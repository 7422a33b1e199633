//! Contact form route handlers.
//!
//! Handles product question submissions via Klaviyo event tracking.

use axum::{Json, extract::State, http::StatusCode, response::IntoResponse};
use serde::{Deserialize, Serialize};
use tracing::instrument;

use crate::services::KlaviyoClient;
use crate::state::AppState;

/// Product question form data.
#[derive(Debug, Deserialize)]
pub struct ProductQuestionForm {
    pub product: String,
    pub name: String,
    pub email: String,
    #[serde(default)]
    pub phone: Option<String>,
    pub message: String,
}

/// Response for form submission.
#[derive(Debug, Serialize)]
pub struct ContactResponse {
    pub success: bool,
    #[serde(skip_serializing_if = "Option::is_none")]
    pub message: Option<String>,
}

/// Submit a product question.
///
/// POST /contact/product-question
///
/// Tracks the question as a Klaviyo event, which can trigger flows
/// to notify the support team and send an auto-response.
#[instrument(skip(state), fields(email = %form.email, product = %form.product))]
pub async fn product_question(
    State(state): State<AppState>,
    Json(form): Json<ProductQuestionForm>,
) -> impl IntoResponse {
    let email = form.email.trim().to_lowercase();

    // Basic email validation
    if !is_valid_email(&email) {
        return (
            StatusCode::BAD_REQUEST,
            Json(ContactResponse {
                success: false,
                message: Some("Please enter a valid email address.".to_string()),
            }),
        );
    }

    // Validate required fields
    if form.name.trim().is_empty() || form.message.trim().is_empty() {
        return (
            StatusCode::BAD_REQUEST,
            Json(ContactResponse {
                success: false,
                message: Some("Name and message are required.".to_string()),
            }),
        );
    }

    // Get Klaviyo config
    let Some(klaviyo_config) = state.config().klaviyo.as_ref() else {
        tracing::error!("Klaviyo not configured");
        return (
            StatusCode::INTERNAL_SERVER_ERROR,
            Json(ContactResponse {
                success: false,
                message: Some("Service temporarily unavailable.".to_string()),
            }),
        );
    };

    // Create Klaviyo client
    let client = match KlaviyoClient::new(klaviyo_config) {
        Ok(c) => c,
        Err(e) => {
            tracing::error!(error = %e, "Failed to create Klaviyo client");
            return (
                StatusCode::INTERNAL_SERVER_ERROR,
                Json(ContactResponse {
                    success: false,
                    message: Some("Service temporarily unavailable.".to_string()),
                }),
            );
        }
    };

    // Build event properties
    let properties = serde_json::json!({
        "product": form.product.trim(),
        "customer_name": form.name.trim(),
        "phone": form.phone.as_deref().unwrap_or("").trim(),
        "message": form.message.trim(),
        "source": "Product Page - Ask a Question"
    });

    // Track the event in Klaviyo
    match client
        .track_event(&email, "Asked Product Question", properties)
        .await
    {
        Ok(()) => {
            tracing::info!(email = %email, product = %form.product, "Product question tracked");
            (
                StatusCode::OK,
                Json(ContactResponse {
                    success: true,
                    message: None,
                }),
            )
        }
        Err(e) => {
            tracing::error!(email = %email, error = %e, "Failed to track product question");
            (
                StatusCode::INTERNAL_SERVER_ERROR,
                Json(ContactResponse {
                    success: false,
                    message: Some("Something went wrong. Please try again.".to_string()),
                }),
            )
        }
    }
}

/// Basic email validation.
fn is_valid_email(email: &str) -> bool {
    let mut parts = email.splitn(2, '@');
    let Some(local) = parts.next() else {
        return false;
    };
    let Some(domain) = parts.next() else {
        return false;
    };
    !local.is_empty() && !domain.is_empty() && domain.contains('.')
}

——————

● **Directions for this task**:
Which of the lines above hold the string "message"? Pick each of them out.

● **Exercise output**:
    pub message: String,
    pub message: Option<String>,
                message: Some("Please enter a valid email address.".to_string()),
    if form.name.trim().is_empty() || form.message.trim().is_empty() {
                message: Some("Name and message are required.".to_string()),
                message: Some("Service temporarily unavailable.".to_string()),
                    message: Some("Service temporarily unavailable.".to_string()),
        "message": form.message.trim(),
                    message: None,
                    message: Some("Something went wrong. Please try again.".to_string()),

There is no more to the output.